### Task brief
Starting at the line that has "pub const DEFAULT: TypeOfService" and stopping after the line that has "self.0 >> 2", reproduce the listing below exactly; omit everything else.

### Supplied records
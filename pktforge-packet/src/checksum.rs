//! Checksum calculations for network packets
//!
//! This module provides the Internet Checksum (RFC 1071) used in IPv4, ICMP,
//! ICMPv6, TCP and UDP, together with the IPv4 and IPv6 pseudo-headers that
//! the transport checksums cover.

use std::net::{Ipv4Addr, Ipv6Addr};

/// Adds the 16-bit big-endian words of `data` to `sum` without folding.
///
/// An odd trailing byte is treated as the high byte of a word whose low byte
/// is zero.
fn accumulate(mut sum: u64, data: &[u8]) -> u64 {
    let mut chunks = data.chunks_exact(2);
    for chunk in &mut chunks {
        sum += u16::from_be_bytes([chunk[0], chunk[1]]) as u64;
    }

    if let Some(&byte) = chunks.remainder().first() {
        sum += (byte as u64) << 8;
    }

    sum
}

/// Folds carries above bit 16 back into the low 16 bits until none remain.
fn fold(mut sum: u64) -> u16 {
    while (sum >> 16) != 0 {
        sum = (sum & 0xFFFF) + (sum >> 16);
    }
    sum as u16
}

/// Calculates the Internet Checksum as defined in RFC 1071.
///
/// The data is treated as a sequence of 16-bit words which are summed with
/// end-around carry; the result is the one's complement of that sum. A result
/// of `0xFFFF` is returned as-is.
///
/// # Examples
///
/// ```
/// use pktforge_packet::checksum::internet_checksum;
///
/// let data = vec![0x45, 0x00, 0x00, 0x3c];
/// let checksum = internet_checksum(&data);
/// assert_eq!(checksum, !0x453c);
/// ```
pub fn internet_checksum(data: &[u8]) -> u16 {
    !fold(accumulate(0, data))
}

/// Calculates the Internet Checksum of `data` as if the two bytes at
/// `checksum_offset` were zero.
///
/// This is how a header checksum is computed over a header that already
/// carries a (possibly stale) checksum value.
pub fn checksum_excluding(data: &[u8], checksum_offset: usize) -> u16 {
    let mut sum = accumulate(0, data);
    if let Some(field) = data.get(checksum_offset..checksum_offset + 2) {
        // The field sits on an even offset in every header that uses this.
        sum -= u16::from_be_bytes([field[0], field[1]]) as u64;
    }
    !fold(sum)
}

/// The network-layer part of a transport checksum.
#[derive(Debug, Clone, Copy, PartialEq, Eq)]
pub enum PseudoHeader {
    /// RFC 793 pseudo-header: source, destination, zero, protocol, length
    V4 {
        source: Ipv4Addr,
        destination: Ipv4Addr,
    },
    /// RFC 8200 pseudo-header: source, destination, 32-bit length, next header
    V6 {
        source: Ipv6Addr,
        destination: Ipv6Addr,
    },
}

impl PseudoHeader {
    /// Sum of the pseudo-header words for a segment of `length` bytes
    fn sum(&self, protocol: u8, length: usize) -> u64 {
        match self {
            PseudoHeader::V4 {
                source,
                destination,
            } => {
                let sum = accumulate(0, &source.octets());
                let sum = accumulate(sum, &destination.octets());
                sum + protocol as u64 + (length as u64 & 0xFFFF)
            }
            PseudoHeader::V6 {
                source,
                destination,
            } => {
                let sum = accumulate(0, &source.octets());
                let sum = accumulate(sum, &destination.octets());
                let length = length as u32;
                sum + (length >> 16) as u64 + (length & 0xFFFF) as u64 + protocol as u64
            }
        }
    }
}

/// Calculates the checksum for a TCP, UDP or ICMPv6 message including the
/// pseudo-header.
///
/// `data` is the transport header (with its checksum field zeroed) followed by
/// the payload.
///
/// # Examples
///
/// ```
/// use std::net::Ipv4Addr;
/// use pktforge_packet::checksum::{transport_checksum, PseudoHeader};
///
/// let pseudo = PseudoHeader::V4 {
///     source: Ipv4Addr::new(192, 168, 1, 1),
///     destination: Ipv4Addr::new(192, 168, 1, 2),
/// };
/// let data = vec![0x00, 0x35, 0x00, 0x35, 0x00, 0x08, 0x00, 0x00];
/// let checksum = transport_checksum(&pseudo, 17, &data);
/// assert_ne!(checksum, 0);
/// ```
pub fn transport_checksum(pseudo: &PseudoHeader, protocol: u8, data: &[u8]) -> u16 {
    let sum = pseudo.sum(protocol, data.len());
    !fold(accumulate(sum, data))
}

/// Validates an Internet checksum.
///
/// Summing the covered data including its checksum field yields 0xFFFF for a
/// correct checksum, so the complement computed here is 0 (or 0xFFFF for the
/// negative-zero representation).
pub fn validate_checksum(data: &[u8]) -> bool {
    let result = internet_checksum(data);
    result == 0 || result == 0xFFFF
}

/// Validates a pseudo-header checksum over `data` (checksum field included).
pub fn validate_transport_checksum(pseudo: &PseudoHeader, protocol: u8, data: &[u8]) -> bool {
    let result = transport_checksum(pseudo, protocol, data);
    result == 0 || result == 0xFFFF
}

#[cfg(test)]
mod tests {
    use super::*;

    #[test]
    fn test_internet_checksum_empty() {
        assert_eq!(internet_checksum(&[]), 0xFFFF);
    }

    #[test]
    fn test_internet_checksum_rfc1071_example() {
        // RFC 1071 section 3: the words sum to 0xddf2
        let data = [0x00, 0x01, 0xf2, 0x03, 0xf4, 0xf5, 0xf6, 0xf7];
        assert_eq!(internet_checksum(&data), !0xddf2);
    }

    #[test]
    fn test_internet_checksum_odd_length() {
        // 0x0001 + 0x0200 (odd byte padded with a zero low byte)
        let data = [0x00, 0x01, 0x02];
        assert_eq!(internet_checksum(&data), !0x0201);
    }

    #[test]
    fn test_all_ones_is_not_remapped() {
        // Sum of zero words complements to all-ones and stays that way
        assert_eq!(internet_checksum(&[0x00, 0x00, 0x00, 0x00]), 0xFFFF);
    }

    #[test]
    fn test_checksum_excluding_ignores_stale_field() {
        let header = hex::decode("4500003497d8400040064fe3ac1001e59df00723").unwrap();
        assert_eq!(checksum_excluding(&header, 10), 0x4fe3);

        let mut zeroed = header.clone();
        zeroed[10] = 0;
        zeroed[11] = 0;
        assert_eq!(internet_checksum(&zeroed), 0x4fe3);
    }

    #[test]
    fn test_validate_checksum() {
        let data = vec![0x45, 0x00, 0x00, 0x3c];
        let checksum = internet_checksum(&data);

        let mut data_with_checksum = data.clone();
        data_with_checksum.extend_from_slice(&checksum.to_be_bytes());

        assert!(validate_checksum(&data_with_checksum));
        data_with_checksum[0] ^= 0x01;
        assert!(!validate_checksum(&data_with_checksum));
    }

    #[test]
    fn test_transport_checksum_v4_matches_explicit_pseudo_header() {
        let src = Ipv4Addr::new(192, 168, 1, 1);
        let dst = Ipv4Addr::new(192, 168, 1, 2);
        let data = vec![0x00, 0x35, 0x00, 0x35, 0x00, 0x08, 0x00, 0x00];

        let mut explicit = Vec::new();
        explicit.extend_from_slice(&src.octets());
        explicit.extend_from_slice(&dst.octets());
        explicit.push(0);
        explicit.push(17);
        explicit.extend_from_slice(&(data.len() as u16).to_be_bytes());
        explicit.extend_from_slice(&data);

        let pseudo = PseudoHeader::V4 {
            source: src,
            destination: dst,
        };
        assert_eq!(
            transport_checksum(&pseudo, 17, &data),
            internet_checksum(&explicit)
        );
    }

    #[test]
    fn test_transport_checksum_v6_matches_explicit_pseudo_header() {
        let src: Ipv6Addr = "fe80::1".parse().unwrap();
        let dst: Ipv6Addr = "ff02::1".parse().unwrap();
        let data = vec![0x80, 0x00, 0x00, 0x00, 0x12, 0x34, 0x00, 0x01, 0xaa];

        let mut explicit = Vec::new();
        explicit.extend_from_slice(&src.octets());
        explicit.extend_from_slice(&dst.octets());
        explicit.extend_from_slice(&(data.len() as u32).to_be_bytes());
        explicit.extend_from_slice(&[0, 0, 0, 58]);
        explicit.extend_from_slice(&data);

        let pseudo = PseudoHeader::V6 {
            source: src,
            destination: dst,
        };
        assert_eq!(
            transport_checksum(&pseudo, 58, &data),
            internet_checksum(&explicit)
        );
    }

    #[test]
    fn test_checksum_complement_identity() {
        let data = vec![0x12, 0x34, 0x56, 0x78];
        let checksum = internet_checksum(&data);

        let mut data_with_checksum = data;
        data_with_checksum.extend_from_slice(&checksum.to_be_bytes());

        let result = internet_checksum(&data_with_checksum);
        assert!(result == 0 || result == 0xFFFF);
    }
}
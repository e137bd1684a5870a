//! IPv4 packet construction and parsing
//!
//! This module provides functionality for building and parsing IPv4 headers,
//! including the header checksum and the protocol numbers that select the
//! encapsulated codec.

use crate::checksum::{checksum_excluding, validate_checksum, PseudoHeader};
use crate::packet::{
    check_attach, check_depth, checked_range, header_bytes, length_field, pad_options, require_len,
    Packet, PacketKind,
};
use crate::unknown::Unknown;
use bytes::{BufMut, BytesMut};
use pktforge_core::{Error, Result};
use std::any::Any;
use std::fmt;
use std::net::Ipv4Addr;
use tracing::trace;

/// IP Protocol numbers
#[derive(Debug, Clone, Copy, PartialEq, Eq, Hash)]
pub enum IpProtocol {
    /// ICMP (1)
    ICMP,
    /// IGMP (2)
    IGMP,
    /// TCP (6)
    TCP,
    /// UDP (17)
    UDP,
    /// GRE (47)
    GRE,
    /// ESP (50)
    ESP,
    /// AH (51)
    AH,
    /// ICMPv6 (58)
    ICMPv6,
    /// No next header (59)
    NoNextHeader,
    /// OSPF (89)
    OSPF,
    /// Custom protocol number
    Custom(u8),
}

impl IpProtocol {
    pub fn to_u8(self) -> u8 {
        match self {
            IpProtocol::ICMP => 1,
            IpProtocol::IGMP => 2,
            IpProtocol::TCP => 6,
            IpProtocol::UDP => 17,
            IpProtocol::GRE => 47,
            IpProtocol::ESP => 50,
            IpProtocol::AH => 51,
            IpProtocol::ICMPv6 => 58,
            IpProtocol::NoNextHeader => 59,
            IpProtocol::OSPF => 89,
            IpProtocol::Custom(val) => val,
        }
    }

    pub fn from_u8(value: u8) -> Self {
        match value {
            1 => IpProtocol::ICMP,
            2 => IpProtocol::IGMP,
            6 => IpProtocol::TCP,
            17 => IpProtocol::UDP,
            47 => IpProtocol::GRE,
            50 => IpProtocol::ESP,
            51 => IpProtocol::AH,
            58 => IpProtocol::ICMPv6,
            59 => IpProtocol::NoNextHeader,
            89 => IpProtocol::OSPF,
            val => IpProtocol::Custom(val),
        }
    }
}

impl fmt::Display for IpProtocol {
    fn fmt(&self, f: &mut fmt::Formatter<'_>) -> fmt::Result {
        match self {
            IpProtocol::Custom(val) => write!(f, "{}", val),
            IpProtocol::NoNextHeader => write!(f, "NoNext"),
            other => write!(f, "{:?}", other),
        }
    }
}

/// Type of Service (ToS) / Differentiated Services Code Point (DSCP)
#[derive(Debug, Clone, Copy, PartialEq, Eq, Default)]
pub struct TypeOfService(pub u8);

impl TypeOfService {
    /// Default ToS (0)
    pub const DEFAULT: TypeOfService = TypeOfService(0);

    /// Minimize delay
    pub const MINIMIZE_DELAY: TypeOfService = TypeOfService(0x10);

    /// Maximize throughput
    pub const MAXIMIZE_THROUGHPUT: TypeOfService = TypeOfService(0x08);

    pub fn new(value: u8) -> Self {
        TypeOfService(value)
    }

    pub fn to_u8(self) -> u8 {
        self.0
    }

    /// Upper six bits
    pub fn dscp(self) -> u8 {
        self.0 >> 2
    }

    /// Lower two bits
    pub fn ecn(self) -> u8 {
        self.0 & 0x03
    }
}
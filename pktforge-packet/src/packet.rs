//! The capability shared by every protocol layer
//!
//! A packet is one protocol header plus, optionally, exactly one inner packet
//! that it owns. Serialization is header first, then the inner packet's own
//! serialization, recursively:
//!
//! ```text
//! to_bytes(p) == header(p) ++ to_bytes(p.payload())
//! ```
//!
//! Ownership of the inner packet moves into the outer one on
//! [`Packet::set_payload`], so a chain can never contain itself.

use crate::checksum::PseudoHeader;
use bytes::BytesMut;
use pktforge_core::{ethertypes, ip_protocols, Error, Result};
use std::any::Any;
use std::fmt;

/// Maximum number of layers in one encapsulation chain.
pub const MAX_ENCAPSULATION_DEPTH: usize = 32;

/// The closed set of protocol variants implemented by this crate
#[derive(Debug, Clone, Copy, PartialEq, Eq, Hash)]
pub enum PacketKind {
    Ethernet,
    Ipv4,
    Ipv6,
    Tcp,
    Udp,
    Icmp,
    Icmpv6,
    Esp,
    Unknown,
}

impl PacketKind {
    /// EtherType announcing this kind inside an Ethernet frame
    pub fn ether_type(self) -> Option<u16> {
        match self {
            PacketKind::Ipv4 => Some(ethertypes::IPV4),
            PacketKind::Ipv6 => Some(ethertypes::IPV6),
            _ => None,
        }
    }

    /// IP protocol / next-header number announcing this kind inside IP
    pub fn ip_protocol(self) -> Option<u8> {
        match self {
            PacketKind::Tcp => Some(ip_protocols::TCP),
            PacketKind::Udp => Some(ip_protocols::UDP),
            PacketKind::Icmp => Some(ip_protocols::ICMP),
            PacketKind::Icmpv6 => Some(ip_protocols::ICMPV6),
            PacketKind::Esp => Some(ip_protocols::ESP),
            _ => None,
        }
    }
}

impl fmt::Display for PacketKind {
    fn fmt(&self, f: &mut fmt::Formatter<'_>) -> fmt::Result {
        let name = match self {
            PacketKind::Ethernet => "Ethernet",
            PacketKind::Ipv4 => "IPv4",
            PacketKind::Ipv6 => "IPv6",
            PacketKind::Tcp => "TCP",
            PacketKind::Udp => "UDP",
            PacketKind::Icmp => "ICMP",
            PacketKind::Icmpv6 => "ICMPv6",
            PacketKind::Esp => "ESP",
            PacketKind::Unknown => "Unknown",
        };
        f.write_str(name)
    }
}

/// Capability implemented by every protocol layer.
///
/// The trait is object safe; chains are built from `Box<dyn Packet>`.
pub trait Packet: fmt::Debug + fmt::Display + Send + Sync + 'static {
    /// Which protocol this layer is
    fn kind(&self) -> PacketKind;

    /// Length of this layer's own bytes (everything except the payload)
    fn header_len(&self) -> usize;

    /// Append this layer's own bytes to `buf`
    fn write_header(&self, buf: &mut BytesMut);

    /// The encapsulated packet, if any
    fn payload(&self) -> Option<&dyn Packet>;

    /// Mutable access to the encapsulated packet, if any
    fn payload_mut(&mut self) -> Option<&mut (dyn Packet + 'static)>;

    /// Attach or replace the encapsulated packet.
    ///
    /// Fails with [`Error::StructuralViolation`] when the resulting chain
    /// would be deeper than [`MAX_ENCAPSULATION_DEPTH`].
    fn set_payload(&mut self, inner: Box<dyn Packet>) -> Result<()>;

    /// Detach and return the encapsulated packet
    fn take_payload(&mut self) -> Option<Box<dyn Packet>>;

    /// Recompute derived fields (lengths, checksums, type selectors).
    ///
    /// `pseudo` is supplied by an enclosing network layer so that transport
    /// layers can checksum their pseudo-header. Inner layers are finalized
    /// before the fields of this layer that depend on them.
    fn build_with(&mut self, pseudo: Option<&PseudoHeader>) -> Result<()>;

    /// Upcast for downcasting to the concrete codec
    fn as_any(&self) -> &dyn Any;

    /// Recompute derived fields for the whole chain rooted here
    fn build(&mut self) -> Result<()> {
        self.build_with(None)
    }

    /// Serialize header followed by payload into `buf`
    fn write_to(&self, buf: &mut BytesMut) {
        self.write_header(buf);
        if let Some(inner) = self.payload() {
            inner.write_to(buf);
        }
    }

    /// Wire-format bytes of this layer and everything it encapsulates
    fn to_bytes(&self) -> Vec<u8> {
        let mut buf = BytesMut::with_capacity(self.len());
        self.write_to(&mut buf);
        buf.to_vec()
    }

    /// Serialized length of this layer and everything it encapsulates
    fn len(&self) -> usize {
        self.header_len() + self.payload().map_or(0, |inner| inner.len())
    }

    /// True when nothing would be serialized
    fn is_empty(&self) -> bool {
        self.len() == 0
    }

    /// Number of layers in the chain rooted here
    fn depth(&self) -> usize {
        1 + self.payload().map_or(0, |inner| inner.depth())
    }
}

impl<'p> dyn Packet + 'p {
    /// Borrow this layer as a concrete codec type
    pub fn downcast_ref<T: Packet>(&self) -> Option<&T> {
        self.as_any().downcast_ref::<T>()
    }

    /// Find the first layer of `kind` in the chain rooted here
    pub fn find(&self, kind: PacketKind) -> Option<&dyn Packet> {
        let mut layer: Option<&dyn Packet> = Some(self);
        while let Some(current) = layer {
            if current.kind() == kind {
                return Some(current);
            }
            layer = current.payload();
        }
        None
    }

    /// Iterate the layers of the chain, outermost first
    pub fn layers(&self) -> Layers<'_> {
        Layers {
            next: Some(self),
        }
    }
}

/// Iterator over the layers of an encapsulation chain
pub struct Layers<'a> {
    next: Option<&'a dyn Packet>,
}

impl<'a> Iterator for Layers<'a> {
    type Item = &'a dyn Packet;

    fn next(&mut self) -> Option<Self::Item> {
        let current = self.next?;
        self.next = current.payload();
        Some(current)
    }
}

/// Verify that `inner` can be attached below one more layer
pub(crate) fn check_attach(inner: &dyn Packet) -> Result<()> {
    check_depth_of(inner.depth() + 1)
}

/// Verify that the whole chain rooted at `packet` is within the depth limit.
///
/// Attaching checks only the chain below the attach point, so a layer
/// reached through [`Packet::payload_mut`] can still push the root past the
/// limit; every `build_with` re-checks from where it stands.
pub(crate) fn check_depth<P: Packet + ?Sized>(packet: &P) -> Result<()> {
    check_depth_of(packet.depth())
}

fn check_depth_of(depth: usize) -> Result<()> {
    if depth > MAX_ENCAPSULATION_DEPTH {
        return Err(Error::structural(format!(
            "encapsulation chain of {} layers exceeds the maximum of {}",
            depth, MAX_ENCAPSULATION_DEPTH
        )));
    }
    Ok(())
}

/// Borrow `length` bytes of `data` starting at `offset`, or fail with
/// [`Error::BoundsViolation`] before anything is copied.
pub fn checked_range(data: &[u8], offset: usize, length: usize) -> Result<&[u8]> {
    let violation = || Error::BoundsViolation {
        offset,
        length,
        available: data.len(),
    };
    let end = offset.checked_add(length).ok_or_else(violation)?;
    data.get(offset..end).ok_or_else(violation)
}

/// Fail with [`Error::Truncated`] unless `data` holds at least `needed` bytes
pub(crate) fn require_len(layer: &'static str, data: &[u8], needed: usize) -> Result<()> {
    if data.len() < needed {
        return Err(Error::Truncated {
            layer,
            needed,
            available: data.len(),
        });
    }
    Ok(())
}

/// Serialized bytes of an optional payload
pub(crate) fn payload_bytes(payload: Option<&dyn Packet>) -> Vec<u8> {
    payload.map(|inner| inner.to_bytes()).unwrap_or_default()
}

/// Convert a derived length to its 16-bit wire field
pub(crate) fn length_field(field: &'static str, length: usize) -> Result<u16> {
    u16::try_from(length).map_err(|_| Error::FieldRange {
        field,
        value: length as u64,
        bits: 16,
    })
}

/// Pad an option area with zero bytes to a 4-byte boundary, enforcing `max`
pub(crate) fn pad_options(
    layer: &'static str,
    mut options: Vec<u8>,
    max: usize,
) -> Result<Vec<u8>> {
    let padded_len = (options.len() + 3) & !3;
    if padded_len > max {
        return Err(Error::OptionsTooLong {
            layer,
            length: padded_len,
            max,
        });
    }
    options.resize(padded_len, 0);
    Ok(options)
}

/// This layer's own bytes in a fresh buffer
pub(crate) fn header_bytes<P: Packet + ?Sized>(packet: &P) -> Vec<u8> {
    let mut buf = BytesMut::with_capacity(packet.header_len());
    packet.write_header(&mut buf);
    buf.to_vec()
}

### Task solution
    pub const DEFAULT: TypeOfService = TypeOfService(0);

    /// Minimize delay
    pub const MINIMIZE_DELAY: TypeOfService = TypeOfService(0x10);

    /// Maximize throughput
    pub const MAXIMIZE_THROUGHPUT: TypeOfService = TypeOfService(0x08);

    pub fn new(value: u8) -> Self {
        TypeOfService(value)
    }

    pub fn to_u8(self) -> u8 {
        self.0
    }

    /// Upper six bits
    pub fn dscp(self) -> u8 {
        self.0 >> 2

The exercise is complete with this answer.